Os 60 anos da morte do sargento Manoel Raimundo Soares, torturado e assassinado por militares em 1966 e encontrado no Guaíba com as mãos amarradas, serão lembrados em uma programação especial em Porto Alegre. O gabinete do vereador Giovani Culau (PCdoB) promove a exposição “60 anos do assassinato do sargento Manoel Raimundo Soares”.
A exposição ficará aberta entre esta quarta-feira (12) e o dia 21, no salão Adel Carvalho, na Câmara Municipal de Porto Alegre, com visitação das 8h30 às 18h. A abertura será às 13h desta quarta. A promoção tem o apoio da Comissão Nacional de Memória e Justiça do PCdoB.
Já na quinta-feira (13), a Associação Riograndense de Imprensa (ARI), o Movimento de Justiça e Direitos Humanos (MJDH) e a Associação de Ex-Presos e Perseguidos Políticos do Rio Grande do Sul (AEPPP-RS) promovem um cine-debate com o documentário “Manoel e Betinha”. O evento será no Salão de Atos da ARI, na avenida Borges de Medeiros, 915, 8º andar.
O filme reconstrói o período de clandestinidade, a prisão e a tortura de Soares, além das consequências do desaparecimento e da morte do ex-sargento. Logo após a exibição, haverá um debate entre o jornalista Rafael Guimarães e o desembargador João Batista Tovo, com mediação da presidente da ARI, a jornalista Cláudia Coutinho.
Caso das Mãos Amarradas
Ligado ao ex-governador Leonel Brizola, Manoel Raimundo Soares teve a prisão decretada após o golpe de 1964 e passou à clandestinidade. Foi preso em Porto Alegre por militares à paisana em março de 1966, levado ao Departamento de Ordem Política e Social (Dops) e depois transferido para a Ilha do Presídio. Após meses de tortura, foi morto quando estava sob responsabilidade do Estado.

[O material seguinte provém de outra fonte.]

//! Walks an export directory and builds the [`SourceGraph`].

use std::collections::{BTreeSet, HashSet};
use std::fs;
use std::path::{Path, PathBuf};

use thiserror::Error;
use walkdir::WalkDir;

use super::document::{extract_links, is_markdown, parse_metadata, resolve_target};
use super::models::{Channel, Document, DocumentId, MediaRef, OutboundRef, SourceGraph, Visibility};
use crate::progress::STATE_FILE_NAME;

/// Prefix of the per-document attachment folder ("Media_<stem>")
pub const MEDIA_DIR_PREFIX: &str = "Media_";

#[derive(Error, Debug)]
pub enum ScanError {
    #[error("Source directory not found: {0}")]
    RootMissing(PathBuf),

    #[error("Failed to read {path}: {source}")]
    Io {
        path: PathBuf,
        #[source]
        source: std::io::Error,
    },

    #[error("Failed to walk {path}: {source}")]
    Walk {
        path: PathBuf,
        #[source]
        source: walkdir::Error,
    },

    #[error("{0} is not inside the source directory")]
    OutsideRoot(PathBuf),
}

type Result<T> = std::result::Result<T, ScanError>;

/// Channel selection for a scan
#[derive(Debug, Clone, Default)]
pub struct ScanOptions {
    /// Channels whose spaces are created as private (exact name match)
    pub private_channels: HashSet<String>,
    /// Channels left out of the migration entirely
    pub excluded_channels: HashSet<String>,
}

/// Scan `root` into channels and documents.
///
/// Every immediate subdirectory is a channel. Unreadable or non-UTF-8
/// markdown files are skipped with a warning.
pub fn scan_source(root: &Path, options: &ScanOptions) -> Result<SourceGraph> {
    if !root.is_dir() {
        return Err(ScanError::RootMissing(root.to_path_buf()));
    }

    let entries = fs::read_dir(root).map_err(|source| ScanError::Io {
        path: root.to_path_buf(),
        source,
    })?;

    let mut channel_dirs = BTreeSet::new();
    for entry in entries {
        let entry = entry.map_err(|source| ScanError::Io {
            path: root.to_path_buf(),
            source,
        })?;
        let name = entry.file_name().to_string_lossy().to_string();
        if name.starts_with('.') || name == STATE_FILE_NAME || !entry.path().is_dir() {
            continue;
        }
        channel_dirs.insert(name);
    }

    let mut channels = Vec::new();
    for name in channel_dirs {
        if options.excluded_channels.contains(&name) {
            log::info!("Excluding channel '{}'", name);
            continue;
        }

        let visibility = if options.private_channels.contains(&name) {
            Visibility::Private
        } else {
            Visibility::Public
        };

        let channel = scan_channel(root, &name, visibility)?;
        if channel.home.is_none() && channel.documents.is_empty() {
            log::warn!("Skipping channel '{}': no markdown documents found", name);
            continue;
        }

        log::debug!(
            "Channel '{}' ({:?}): {} page(s), home page: {}",
            name,
            visibility,
            channel.documents.len(),
            channel.home.is_some()
        );
        channels.push(channel);
    }

    let graph = SourceGraph::new(root.to_path_buf(), channels);
    log::info!(
        "Scanned {} channel(s), {} document(s) from {}",
        graph.channels.len(),
        graph.document_count(),
        root.display()
    );
    Ok(graph)
}

fn scan_channel(root: &Path, name: &str, visibility: Visibility) -> Result<Channel> {
    let channel_dir = root.join(name);
    let home_path = channel_dir.join(format!("{}.md", name));

    let home = if home_path.is_file() {
        load_document_inner(root, &home_path, true)?
    } else {
        log::debug!("Channel '{}' has no root document", name);
        None
    };

    let mut documents = Vec::new();
    let walker = WalkDir::new(&channel_dir)
        .follow_links(false)
        .sort_by_file_name()
        .into_iter()
        .filter_entry(|e| {
            let file_name = e.file_name().to_string_lossy();
            e.depth() == 0
                || !(file_name.starts_with('.')
                    || (e.file_type().is_dir() && file_name.starts_with(MEDIA_DIR_PREFIX)))
        });

    for entry in walker {
        let entry = entry.map_err(|source| ScanError::Walk {
            path: channel_dir.clone(),
            source,
        })?;
        let path = entry.path();

        if !entry.file_type().is_file() || !is_markdown(path) || path == home_path {
            continue;
        }

        if let Some(doc) = load_document_inner(root, path, false)? {
            documents.push(doc);
        }
    }

    documents.sort_by(|a, b| a.id.cmp(&b.id));

    Ok(Channel {
        name: name.to_string(),
        visibility,
        home,
        documents,
    })
}

/// Load a single document, e.g. for a one-off page migration.
///
/// Fails if the file is outside `root` or unreadable.
pub fn load_document(root: &Path, path: &Path) -> Result<Document> {
    let bytes = fs::read(path).map_err(|source| ScanError::Io {
        path: path.to_path_buf(),
        source,
    })?;
    let content = String::from_utf8(bytes).map_err(|e| ScanError::Io {
        path: path.to_path_buf(),
        source: std::io::Error::new(std::io::ErrorKind::InvalidData, e),
    })?;
    build_document(root, path, &content, false)
}

fn load_document_inner(root: &Path, path: &Path, is_home: bool) -> Result<Option<Document>> {
    let content = match fs::read(path) {
        Ok(bytes) => match String::from_utf8(bytes) {
            Ok(content) => content,
            Err(_) => {
                log::warn!("Skipping {}: not valid UTF-8", path.display());
                return Ok(None);
            }
        },
        Err(e) => {
            log::warn!("Skipping {}: {}", path.display(), e);
            return Ok(None);
        }
    };

    build_document(root, path, &content, is_home).map(Some)
}

fn build_document(root: &Path, path: &Path, content: &str, is_home: bool) -> Result<Document> {
    let relative = path
        .strip_prefix(root)
        .map_err(|_| ScanError::OutsideRoot(path.to_path_buf()))?;
    let id = DocumentId::from_relative(relative);
    let channel = id.channel().to_string();
    let relative_dir = relative.parent().map(Path::to_path_buf).unwrap_or_default();

    let stem = path
        .file_stem()
        .map(|s| s.to_string_lossy().to_string())
        .unwrap_or_default();

    let (metadata, body) = parse_metadata(content);
    let title = metadata.title.unwrap_or_else(|| stem.clone());

    let mut references = Vec::new();
    let mut media = collect_media_folder(root, path, &stem)?;
    let mut seen_media: HashSet<String> = media.iter().map(|m| m.id.clone()).collect();

    for link in extract_links(body) {
        let Some(resolved) = resolve_target(&relative_dir, &link.target) else {
            continue;
        };

        if link.is_image {
            let absolute = root.join(&resolved);
            let media_id = DocumentId::from_relative(&resolved).to_string();
            if seen_media.contains(&media_id) {
                continue;
            }
            if absolute.is_file() {
                seen_media.insert(media_id.clone());
                media.push(MediaRef {
                    id: media_id,
                    file_name: file_name_of(&absolute),
                    path: absolute,
                });
            } else {
                log::warn!(
                    "{}: image '{}' not found at {}",
                    id,
                    link.target,
                    absolute.display()
                );
            }
        } else if is_markdown(&resolved) {
            references.push(OutboundRef {
                text: link.text,
                raw_target: link.target,
                target: DocumentId::from_relative(&resolved),
            });
        }
    }

    Ok(Document {
        parent: if is_home { None } else { find_parent(root, path, &channel) },
        id,
        path: path.to_path_buf(),
        channel,
        title,
        body: body.to_string(),
        is_home,
        references,
        media,
    })
}

/// Files of the `Media_<stem>` folder next to the document
fn collect_media_folder(root: &Path, doc_path: &Path, stem: &str) -> Result<Vec<MediaRef>> {
    let Some(dir) = doc_path.parent() else {
        return Ok(Vec::new());
    };
    let media_dir = dir.join(format!("{}{}", MEDIA_DIR_PREFIX, stem));
    if !media_dir.is_dir() {
        return Ok(Vec::new());
    }

    let mut media = Vec::new();
    for entry in WalkDir::new(&media_dir).sort_by_file_name() {
        let entry = entry.map_err(|source| ScanError::Walk {
            path: media_dir.clone(),
            source,
        })?;
        if !entry.file_type().is_file() {
            continue;
        }
        let path = entry.path();
        let relative = path
            .strip_prefix(root)
            .map_err(|_| ScanError::OutsideRoot(path.to_path_buf()))?;
        media.push(MediaRef {
            id: DocumentId::from_relative(relative).to_string(),
            file_name: file_name_of(path),
            path: path.to_path_buf(),
        });
    }

    log::debug!("Found {} media file(s) in {}", media.len(), media_dir.display());
    Ok(media)
}

/// A page in folder `X/` is a child of `X.md` next to that folder. Pages of
/// the channel folder itself hang off the space root.
fn find_parent(root: &Path, doc_path: &Path, channel: &str) -> Option<DocumentId> {
    let dir = doc_path.parent()?;
    let dir_name = dir.file_name()?.to_string_lossy().to_string();
    let grandparent = dir.parent()?;

    if grandparent == root.join(channel) && dir_name == channel {
        return None;
    }
    if grandparent == root {
        return None;
    }

    let candidate = grandparent.join(format!("{}.md", dir_name));
    if !candidate.is_file() {
        return None;
    }
    candidate
        .strip_prefix(root)
        .ok()
        .map(DocumentId::from_relative)
}

fn file_name_of(path: &Path) -> String {
    path.file_name()
        .map(|n| n.to_string_lossy().to_string())
        .unwrap_or_default()
}

#[cfg(test)]
mod tests {
    use super::*;
    use tempfile::TempDir;

    fn write(root: &Path, relative: &str, content: &str) {
        let path = root.join(relative);
        fs::create_dir_all(path.parent().unwrap()).unwrap();
        fs::write(path, content).unwrap();
    }

    fn sample_tree() -> TempDir {
        let dir = TempDir::new().unwrap();
        let root = dir.path();
        write(root, "Eng/Eng.md", "Welcome to engineering");
        write(
            root,
            "Eng/Eng/Overview.md",
            "\ntitle: Overview\ncreated at: today\n---\n\nSee [Setup](Guides/Setup.md) and [ops](/Ops/Ops/Runbook.md).\n![arch](Media_Overview/arch.png)",
        );
        write(root, "Eng/Eng/Media_Overview/arch.png", "png");
        write(root, "Eng/Eng/Media_Overview/extra.pdf", "pdf");
        write(root, "Eng/Eng/Guides.md", "Guides index");
        write(root, "Eng/Eng/Guides/Setup.md", "Back to [overview](../Overview.md)");
        write(root, "Ops/Ops.md", "Ops home");
        write(root, "Ops/Ops/Runbook.md", "Runbook");
        write(root, "Empty/readme.txt", "nothing");
        write(root, STATE_FILE_NAME, "{}");
        dir
    }

    #[test]
    fn test_scan_missing_root() {
        let result = scan_source(Path::new("/definitely/not/here"), &ScanOptions::default());
        assert!(matches!(result, Err(ScanError::RootMissing(_))));
    }

    #[test]
    fn test_scan_builds_channels_in_order() {
        let dir = sample_tree();
        let graph = scan_source(dir.path(), &ScanOptions::default()).unwrap();

        let names: Vec<&str> = graph.channels.iter().map(|c| c.name.as_str()).collect();
        assert_eq!(names, vec!["Eng", "Ops"]);

        let eng = graph.channel("Eng").unwrap();
        assert!(eng.home.as_ref().unwrap().is_home);
        let ids: Vec<&str> = eng.documents.iter().map(|d| d.id.as_str()).collect();
        assert_eq!(
            ids,
            vec!["Eng/Eng/Guides.md", "Eng/Eng/Guides/Setup.md", "Eng/Eng/Overview.md"]
        );
    }

    #[test]
    fn test_scan_extracts_references_media_and_parents() {
        let dir = sample_tree();
        let graph = scan_source(dir.path(), &ScanOptions::default()).unwrap();

        let overview = graph.document(&DocumentId::from("Eng/Eng/Overview.md")).unwrap();
        assert_eq!(overview.title, "Overview");
        assert!(overview.body.starts_with("See [Setup]"));
        assert_eq!(overview.parent, None);

        let targets: Vec<&str> = overview.references.iter().map(|r| r.target.as_str()).collect();
        assert_eq!(targets, vec!["Eng/Eng/Guides/Setup.md", "Ops/Ops/Runbook.md"]);

        let media: Vec<&str> = overview.media.iter().map(|m| m.file_name.as_str()).collect();
        assert_eq!(media, vec!["arch.png", "extra.pdf"]);

        let setup = graph.document(&DocumentId::from("Eng/Eng/Guides/Setup.md")).unwrap();
        assert_eq!(setup.parent, Some(DocumentId::from("Eng/Eng/Guides.md")));
        assert_eq!(setup.references[0].target.as_str(), "Eng/Eng/Overview.md");
    }

    #[test]
    fn test_scan_applies_channel_options() {
        let dir = sample_tree();
        let options = ScanOptions {
            private_channels: ["Eng".to_string()].into_iter().collect(),
            excluded_channels: ["Ops".to_string()].into_iter().collect(),
        };
        let graph = scan_source(dir.path(), &options).unwrap();

        assert_eq!(graph.channels.len(), 1);
        assert_eq!(graph.channels[0].visibility, Visibility::Private);
        assert!(!graph.contains(&DocumentId::from("Ops/Ops/Runbook.md")));
    }

    #[test]
    fn test_scan_skips_invalid_utf8() {
        let dir = sample_tree();
        fs::write(dir.path().join("Eng/Eng/Broken.md"), [0xff, 0xfe, 0x00]).unwrap();

        let graph = scan_source(dir.path(), &ScanOptions::default()).unwrap();
        assert!(!graph.contains(&DocumentId::from("Eng/Eng/Broken.md")));
    }
}
//! The resumable migration engine.
//!
//! [`Migrator`] walks a [`SourceGraph`](crate::scan::SourceGraph) channel by
//! channel and document by document, checkpointing every remote side effect
//! in the [`ProgressStore`](crate::progress::ProgressStore) before moving on.
//! Running it again over the same source only does what is still missing.

mod links;
mod migrator;
mod titles;


use serde::Serialize;
use thiserror::Error;

use crate::progress::PersistError;
use crate::scan::ScanError;

pub use links::{LinkResolver, ResolvedTarget, Rewrite};
pub use migrator::{MediaRequest, Migrator, SinglePageRequest};
pub use titles::{derive_space_key, SpaceKeys, TitleRegistry};

/// Errors that stop a run. Remote failures never do; they are recorded on
/// the affected record and counted in the [`MigrationReport`].
#[derive(Error, Debug)]
pub enum MigrationError {
    #[error(transparent)]
    Scan(#[from] ScanError),

    #[error(transparent)]
    Persist(#[from] PersistError),

    #[error("{document} is already migrated to page {recorded}, not {requested}")]
    PageMismatch {
        document: String,
        recorded: String,
        requested: String,
    },
}

/// What a run did
#[derive(Debug, Clone, Default, PartialEq, Eq, Serialize)]
#[serde(rename_all = "camelCase")]
pub struct MigrationReport {
    pub spaces_created: usize,
    pub spaces_reused: usize,
    pub home_pages_written: usize,
    pub pages_created: usize,
    /// Pages not created because their parent has no page
    pub pages_blocked: usize,
    pub media_uploaded: usize,
    pub pages_patched: usize,
    pub documents_completed: usize,
    pub channels_completed: usize,
    pub unresolved_refs: usize,
    pub failed: usize,
}

impl MigrationReport {
    pub fn has_failures(&self) -> bool {
        self.failed > 0
    }

    /// Whether this run sent anything to the remote
    pub fn is_noop(&self) -> bool {
        self.spaces_created == 0
            && self.home_pages_written == 0
            && self.pages_created == 0
            && self.media_uploaded == 0
            && self.pages_patched == 0
    }
}
//! Rewriting of document links once every document has been attempted.
//!
//! Resolution runs in two passes. [`LinkResolver::collect`] reads every page
//! recorded in the progress store after pages were created; [`LinkResolver::rewrite`]
//! then turns a document's source body into the body its page should carry.
//! A target without a page by then will not get one in this run, so it is
//! left as plain text and recorded instead of holding the document back.

use std::collections::{HashMap, HashSet};
use std::path::Path;

use crate::progress::{DocumentRecord, ProgressStore, UnresolvedReason, UnresolvedRef};
use crate::scan::document::{is_markdown, link_regex, resolve_target};
use crate::scan::{Document, DocumentId};

/// Remote page a document identity maps to
#[derive(Debug, Clone, PartialEq, Eq)]
pub struct ResolvedTarget {
    pub page_id: String,
    pub url: String,
}

/// Body of one document with its references classified
#[derive(Debug, Clone, PartialEq, Eq)]
pub struct Rewrite {
    pub markdown: String,
    pub unresolved: Vec<UnresolvedRef>,
    /// Whether `markdown` differs from the source body
    pub changed: bool,
}

#[derive(Debug, Default, Clone)]
pub struct LinkResolver {
    targets: HashMap<DocumentId, ResolvedTarget>,
    /// Identities with a record, created or not
    known: HashSet<DocumentId>,
    /// Identities whose record carries a failure
    failed: HashSet<DocumentId>,
}

impl LinkResolver {
    /// Build the identity -> page map from every record with a page
    pub fn collect(store: &ProgressStore) -> Self {
        let mut resolver = Self::default();
        for (id, record) in store.snapshot().documents {
            if let (Some(page_id), Some(url)) = (record.page_id(), record.remote_url.as_ref()) {
                resolver.targets.insert(
                    id.clone(),
                    ResolvedTarget {
                        page_id: page_id.to_string(),
                        url: url.clone(),
                    },
                );
            }
            if record.is_failed() {
                resolver.failed.insert(id.clone());
            }
            resolver.known.insert(id);
        }
        log::debug!("Link resolver knows {} page(s)", resolver.targets.len());
        resolver
    }

    pub fn get(&self, id: &DocumentId) -> Option<&ResolvedTarget> {
        self.targets.get(id)
    }

    pub fn len(&self) -> usize {
        self.targets.len()
    }

    pub fn is_empty(&self) -> bool {
        self.targets.is_empty()
    }

    /// Rewrite `doc`'s body: page links point at remote pages, image links at
    /// uploaded media, and links to documents without a page become plain
    /// text `text (not migrated: <target>)`.
    ///
    /// `in_scope` tells whether a target belongs to the migration at all; it
    /// only decides the reason recorded for a target without a page.
    pub fn rewrite<F>(&self, doc: &Document, record: &DocumentRecord, in_scope: F) -> Rewrite
    where
        F: Fn(&DocumentId) -> bool,
    {
        let body = doc.body.as_str();
        let doc_dir = doc.relative_dir();

        let mut out = String::with_capacity(body.len());
        let mut unresolved = Vec::new();
        let mut last = 0;

        for caps in link_regex().captures_iter(body) {
            let Some(whole) = caps.get(0) else {
                continue;
            };
            out.push_str(&body[last..whole.start()]);
            last = whole.end();

            let is_image = !caps[1].is_empty();
            let text = &caps[2];
            let raw = &caps[3];

            if is_image {
                match media_reference(&doc_dir, raw, record) {
                    Some(url) => out.push_str(&format!("![{}]({})", text, url)),
                    None => out.push_str(whole.as_str()),
                }
                continue;
            }

            let Some(resolved) = resolve_target(&doc_dir, raw).filter(|p| is_markdown(p)) else {
                out.push_str(whole.as_str());
                continue;
            };
            let target = DocumentId::from_relative(&resolved);

            if let Some(page) = self.targets.get(&target) {
                out.push_str(&format!("[{}]({})", text, page.url));
                continue;
            }

            let reason = if self.failed.contains(&target) {
                UnresolvedReason::Failed
            } else if in_scope(&target) || self.known.contains(&target) {
                UnresolvedReason::NotMigrated
            } else {
                UnresolvedReason::OutOfScope
            };
            out.push_str(&format!("{} (not migrated: {})", text, target));
            unresolved.push(UnresolvedRef {
                target: target.to_string(),
                text: text.to_string(),
                reason,
            });
        }
        out.push_str(&body[last..]);

        let changed = out != body;
        Rewrite {
            markdown: out,
            unresolved,
            changed,
        }
    }
}

/// Remote reference of an uploaded image, by path or else by file name
fn media_reference<'r>(doc_dir: &Path, raw: &str, record: &'r DocumentRecord) -> Option<&'r str> {
    let resolved = resolve_target(doc_dir, raw)?;
    let media_id = DocumentId::from_relative(&resolved).to_string();
    if let Some(url) = record.media_map.get(&media_id) {
        return Some(url);
    }

    let file_name = resolved.file_name()?.to_string_lossy().to_string();
    record
        .media_map
        .iter()
        .find(|(id, _)| id.rsplit('/').next() == Some(file_name.as_str()))
        .map(|(_, url)| url.as_str())
}

#[cfg(test)]
mod tests {
    use super::*;
    use crate::progress::MigrationStatus;
    use std::path::PathBuf;
    use tempfile::TempDir;

    fn document(id: &str, body: &str) -> Document {
        let id = DocumentId::from(id);
        Document {
            channel: id.channel().to_string(),
            path: PathBuf::from(id.as_str()),
            id,
            title: "Doc".to_string(),
            body: body.to_string(),
            parent: None,
            is_home: false,
            references: Vec::new(),
            media: Vec::new(),
        }
    }

    fn created(page_id: &str) -> DocumentRecord {
        let mut record = DocumentRecord::default();
        record.remote_page_id = Some(page_id.to_string());
        record.remote_url = Some(format!("https://wiki.test/pages/{}", page_id));
        record.advance(MigrationStatus::PageCreated);
        record
    }

    fn resolver_with(records: &[(&str, DocumentRecord)]) -> (TempDir, LinkResolver) {
        let dir = TempDir::new().unwrap();
        let store = ProgressStore::for_source(dir.path()).unwrap();
        for (id, record) in records {
            store.upsert_document(&DocumentId::from(*id), record.clone()).unwrap();
        }
        let resolver = LinkResolver::collect(&store);
        (dir, resolver)
    }

    #[test]
    fn test_created_targets_are_rewritten() {
        let (_dir, resolver) = resolver_with(&[("Eng/Eng/Setup.md", created("7"))]);
        let doc = document("Eng/Eng/Overview.md", "Read [the setup](Setup.md#install) first.");

        let rewrite = resolver.rewrite(&doc, &created("1"), |_| true);

        assert_eq!(
            rewrite,
            Rewrite {
                markdown: "Read [the setup](https://wiki.test/pages/7) first.".to_string(),
                unresolved: Vec::new(),
                changed: true,
            }
        );
    }

    #[test]
    fn test_in_scope_target_without_page_becomes_text() {
        let (_dir, resolver) = resolver_with(&[("Eng/Eng/Guide.md", created("7"))]);
        let doc = document("Eng/Eng/Overview.md", "[a](Setup.md) and [b](Guide.md)");

        let rewrite = resolver.rewrite(&doc, &created("1"), |_| true);

        assert_eq!(
            rewrite.markdown,
            "a (not migrated: Eng/Eng/Setup.md) and [b](https://wiki.test/pages/7)"
        );
        assert_eq!(rewrite.unresolved.len(), 1);
        assert_eq!(rewrite.unresolved[0].reason, UnresolvedReason::NotMigrated);
    }

    #[test]
    fn test_failed_target_is_recorded_as_failed() {
        let mut failed = DocumentRecord::default();
        failed.fail(MigrationStatus::PageCreated, "HTTP 500");
        let (_dir, resolver) = resolver_with(&[("Eng/Eng/Setup.md", failed)]);
        let doc = document("Eng/Eng/Overview.md", "[setup](Setup.md)");

        let rewrite = resolver.rewrite(&doc, &created("1"), |_| true);

        assert_eq!(rewrite.markdown, "setup (not migrated: Eng/Eng/Setup.md)");
        assert_eq!(rewrite.unresolved[0].reason, UnresolvedReason::Failed);
    }

    #[test]
    fn test_out_of_scope_target_becomes_text() {
        let (_dir, resolver) = resolver_with(&[]);
        let doc = document("Eng/Eng/Overview.md", "See [runbook](../../Ops/Ops/Runbook.md).");

        let rewrite = resolver.rewrite(&doc, &created("1"), |_| false);

        assert!(rewrite.changed);
        assert_eq!(rewrite.markdown, "See runbook (not migrated: Ops/Ops/Runbook.md).");
        assert_eq!(rewrite.unresolved.len(), 1);
        assert_eq!(rewrite.unresolved[0].reason, UnresolvedReason::OutOfScope);
    }

    #[test]
    fn test_known_but_uncreated_target_is_not_migrated() {
        let (_dir, resolver) = resolver_with(&[("Eng/Eng/Setup.md", DocumentRecord::default())]);
        let doc = document("Eng/Eng/Overview.md", "[setup](Setup.md)");

        let rewrite = resolver.rewrite(&doc, &created("1"), |_| false);
        assert_eq!(rewrite.unresolved[0].reason, UnresolvedReason::NotMigrated);
    }

    #[test]
    fn test_images_use_media_map() {
        let (_dir, resolver) = resolver_with(&[]);
        let mut record = created("1");
        record.record_media("Eng/Eng/Media_Overview/a.png", "https://wiki.test/att/a.png");
        record.record_media("Eng/Eng/Media_Overview/b.png", "https://wiki.test/att/b.png");
        let doc = document(
            "Eng/Eng/Overview.md",
            "![a](Media_Overview/a.png) ![b](elsewhere/b.png) ![c](c.png) [site](https://example.com)",
        );

        let rewrite = resolver.rewrite(&doc, &record, |_| true);
        assert_eq!(
            rewrite.markdown,
            "![a](https://wiki.test/att/a.png) ![b](https://wiki.test/att/b.png) ![c](c.png) [site](https://example.com)"
        );
    }

    #[test]
    fn test_body_without_links_is_unchanged() {
        let (_dir, resolver) = resolver_with(&[]);
        let doc = document("Eng/Eng/Overview.md", "Nothing to see.");

        assert!(!resolver.rewrite(&doc, &created("1"), |_| true).changed);
    }
}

O corpo foi encontrado nas águas do Guaíba com as mãos amarradas e marcas de tortura. O episódio, que ficou conhecido como “Caso das Mãos Amarradas”, tornou-se um dos símbolos da repressão no Rio Grande do Sul e da violência praticada contra presos políticos durante a ditadura. Soares também passou pelo chamado Dopinho, centro clandestino de detenção e tortura que funcionou na rua Santo Antônio, em Porto Alegre.